(Beginning of Given records)

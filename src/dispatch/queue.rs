//! 派发队列（内存，严格 FIFO，无界）
//!
//! 任务在派发完成之前一直留在队首：派发器先 peek_oldest 执行，结束后再 dequeue_oldest。
//! 只有派发器会出队，所以两次调用之间队首不会变化。

use std::collections::VecDeque;
use std::sync::{Arc, Mutex};

use tokio::sync::Notify;

use super::Job;

#[derive(Debug, Default)]
pub struct JobQueue {
    pending: Mutex<VecDeque<Arc<Job>>>,
    notify: Notify,
}

impl JobQueue {
    pub fn new() -> Self {
        Self::default()
    }

    /// 入队到队尾，不阻塞；返回入队后的深度
    pub fn enqueue(&self, job: Job) -> usize {
        let depth = {
            let mut pending = self.lock();
            pending.push_back(Arc::new(job));
            pending.len()
        };
        self.notify.notify_one();
        depth
    }

    /// 查看队首（不移除）
    pub fn peek_oldest(&self) -> Option<Arc<Job>> {
        self.lock().front().cloned()
    }

    /// 移除并返回队首
    pub fn dequeue_oldest(&self) -> Option<Arc<Job>> {
        self.lock().pop_front()
    }

    /// 待处理数量（含正在派发的任务）
    pub fn depth(&self) -> usize {
        self.lock().len()
    }

    pub fn is_empty(&self) -> bool {
        self.depth() == 0
    }

    /// 等待新任务入队；入队发生在等待之前时立即返回
    pub async fn notified(&self) {
        self.notify.notified().await;
    }

    fn lock(&self) -> std::sync::MutexGuard<'_, VecDeque<Arc<Job>>> {
        self.pending
            .lock()
            .unwrap_or_else(|poisoned| poisoned.into_inner())
    }
}
//! 消息通道抽象
//!
//! 通道代表一个逻辑会话（单写者）：查询会话状态、发送文本、发送媒体。
//! 超时由调用方（重试策略 / 看门狗）统一施加，实现只负责一次请求。

mod http;
mod mock;

pub use http::HttpTransport;
pub use mock::{MockOutcome, MockTransport, SentMessage};

use async_trait::async_trait;
use bytes::Bytes;
use serde::{Deserialize, Serialize};

use crate::core::DispatchError;

/// 会话状态（登录由通道自己维护，这里只读）
#[derive(Debug, Clone, Copy, Default, PartialEq, Eq, Serialize, Deserialize)]
#[serde(rename_all = "camelCase")]
pub struct SessionState {
    pub ready: bool,
    /// 等待扫码 / 验证等人工步骤
    #[serde(default)]
    pub has_pending_challenge: bool,
}

/// 媒体发送选项
#[derive(Debug, Clone, Default, PartialEq, Eq)]
pub struct MediaOptions {
    /// 作为附件文件发送（无原生预览）
    pub as_document: bool,
    /// 以循环动画预览发送（视频）
    pub as_animated_loop: bool,
    pub caption: Option<String>,
}

/// 已解析、可直接上传的媒体；按值传入单次发送，发送结束即释放
#[derive(Debug, Clone)]
pub struct MediaUpload {
    pub mime_type: String,
    pub bytes: Bytes,
}

/// 消息通道
#[async_trait]
pub trait Transport: Send + Sync {
    async fn session_state(&self) -> Result<SessionState, DispatchError>;

    /// 单条文本的字符上限；None 表示不限
    ///
    /// 超长文本由派发器分段，每段各自重试，已送达的段不会重发。
    fn max_text_chars(&self) -> Option<usize> {
        None
    }

    async fn send_text(&self, recipient: &str, text: &str) -> Result<(), DispatchError>;

    async fn send_media(
        &self,
        recipient: &str,
        media: MediaUpload,
        options: &MediaOptions,
    ) -> Result<(), DispatchError>;
}

/// 按字符数把文本切成若干段（不拆开多字节字符）
pub fn chunk_text(text: &str, max_chars: Option<usize>) -> Vec<String> {
    let Some(max) = max_chars.filter(|m| *m > 0) else {
        return vec![text.to_string()];
    };
    if text.chars().count() <= max {
        return vec![text.to_string()];
    }
    text.chars()
        .collect::<Vec<_>>()
        .chunks(max)
        .map(|c| c.iter().collect())
        .collect()
}

#[cfg(test)]
mod tests {
    use super::*;

    #[test]
    fn test_chunk_text_short_or_unlimited_is_single() {
        assert_eq!(chunk_text("hello", Some(4000)), vec!["hello".to_string()]);
        assert_eq!(chunk_text(&"a".repeat(9000), None).len(), 1);
    }

    #[test]
    fn test_chunk_text_long_by_chars() {
        let text = "午".repeat(4010);
        let chunks = chunk_text(&text, Some(4000));
        assert_eq!(chunks.len(), 2);
        assert_eq!(chunks[0].chars().count(), 4000);
        assert_eq!(chunks[1].chars().count(), 10);
    }
}
//! 可观测性

use tracing_subscriber::{fmt, prelude::*, EnvFilter};

/// 日志：默认 info，可通过 RUST_LOG 覆盖
pub fn init() {
    let filter = EnvFilter::try_from_default_env().unwrap_or_else(|_| EnvFilter::new("info"));
    tracing_subscriber::registry()
        .with(filter)
        .with(fmt::layer())
        .init();
}
//! 状态回写：任务结束后异步写入日志存储
//!
//! 尽力而为：写入失败只记日志、不重试。投递已经发生（或确定失败），状态只是簿记。

use std::sync::Arc;

use tokio::task::JoinHandle;

use super::DeliveryOutcome;
use crate::store::LogStore;

#[derive(Clone)]
pub struct StatusReporter {
    store: Arc<dyn LogStore>,
}

impl StatusReporter {
    pub fn new(store: Arc<dyn LogStore>) -> Self {
        Self { store }
    }

    /// 后台写入；返回的句柄仅供测试等待
    pub fn report(&self, job_id: i64, outcome: DeliveryOutcome) -> JoinHandle<()> {
        let store = Arc::clone(&self.store);
        tokio::spawn(async move {
            match store.update_status(job_id, outcome).await {
                Ok(()) => {
                    tracing::debug!(job_id, outcome = outcome.as_str(), "Status recorded");
                }
                Err(e) => {
                    tracing::error!(job_id, outcome = outcome.as_str(), error = %e, "Failed to record delivery status");
                }
            }
        })
    }
}

#[cfg(test)]
mod tests {
    use super::*;
    use crate::store::{NewLogRecord, SqliteLogStore};

    #[tokio::test]
    async fn test_report_writes_status() {
        let store = SqliteLogStore::open_in_memory().unwrap();
        let id = store
            .insert(NewLogRecord {
                recipient: "G1".to_string(),
                category: "update".to_string(),
                text: None,
                media: None,
                created_at: chrono::Utc::now(),
            })
            .await
            .unwrap();

        let reporter = StatusReporter::new(Arc::new(store.clone()));
        reporter.report(id, DeliveryOutcome::Failed).await.unwrap();
        assert_eq!(store.get(id).await.unwrap().unwrap().status, "FAILED");
    }

    #[tokio::test]
    async fn test_report_failure_is_swallowed() {
        let store = SqliteLogStore::open_in_memory().unwrap();
        let reporter = StatusReporter::new(Arc::new(store));
        // 记录不存在：只记日志，任务正常结束
        reporter.report(404, DeliveryOutcome::Sent).await.unwrap();
    }
}
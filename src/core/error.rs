//! 派发错误分类与看门狗故障
//!
//! DispatchError 决定单次投递失败后的走向：重试（超时 / 瞬时失败）或直接终止整个任务（编码错误 / 明确拒绝）。

use std::time::Duration;

use thiserror::Error;

/// 单次投递（或入口检查）可能出现的错误
#[derive(Error, Debug, Clone, PartialEq, Eq)]
pub enum DispatchError {
    /// 会话未就绪（未登录 / 待扫码等）；入口处直接拒绝，不入队
    #[error("Transport unavailable: {0}")]
    TransportUnavailable(String),

    /// 准备负载时发现格式错误，重试无意义
    #[error("Media encoding error: {0}")]
    MediaEncoding(String),

    #[error("Delivery timed out after {0:?}")]
    DeliveryTimeout(Duration),

    /// 通道明确拒绝（如收件人无效），重试无法改变结果
    #[error("Delivery rejected: {0}")]
    DeliveryRejected(String),

    /// 既非超时也非明确拒绝的瞬时错误（5xx、连接重置）
    #[error("Delivery failed: {0}")]
    DeliveryFailed(String),
}

impl DispatchError {
    /// 是否在重试预算内继续尝试
    pub fn is_retryable(&self) -> bool {
        matches!(
            self,
            DispatchError::DeliveryTimeout(_)
                | DispatchError::DeliveryFailed(_)
                | DispatchError::TransportUnavailable(_)
        )
    }
}

/// 看门狗检测到的致命故障；不做进程内恢复，交由外部监管重启
#[derive(Error, Debug, Clone, PartialEq, Eq)]
pub enum WatchdogFault {
    #[error("Dispatcher stuck in Processing for {elapsed:?} (threshold {threshold:?})")]
    StuckJob {
        elapsed: Duration,
        threshold: Duration,
    },

    #[error("Transport unresponsive: {0}")]
    TransportUnresponsive(String),
}

#[cfg(test)]
mod tests {
    use super::*;

    #[test]
    fn test_retryable_classification() {
        assert!(DispatchError::DeliveryTimeout(Duration::from_secs(30)).is_retryable());
        assert!(DispatchError::DeliveryFailed("502".into()).is_retryable());
        assert!(!DispatchError::DeliveryRejected("invalid recipient".into()).is_retryable());
        assert!(!DispatchError::MediaEncoding("bad base64".into()).is_retryable());
    }

    #[test]
    fn test_fault_display() {
        let fault = WatchdogFault::StuckJob {
            elapsed: Duration::from_secs(400),
            threshold: Duration::from_secs(360),
        };
        assert!(fault.to_string().contains("stuck"));
    }
}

(End of Given records)

• _Your objective_: In the data above, repeat exactly each line from the first through the line that contains "use super::Job;", and give nothing else.

• _Exercise response_:
filename src/dispatch/queue.rs
//! 派发队列（内存，严格 FIFO，无界）
//!
//! 任务在派发完成之前一直留在队首：派发器先 peek_oldest 执行，结束后再 dequeue_oldest。
//! 只有派发器会出队，所以两次调用之间队首不会变化。

use std::collections::VecDeque;
use std::sync::{Arc, Mutex};

use tokio::sync::Notify;

use super::Job;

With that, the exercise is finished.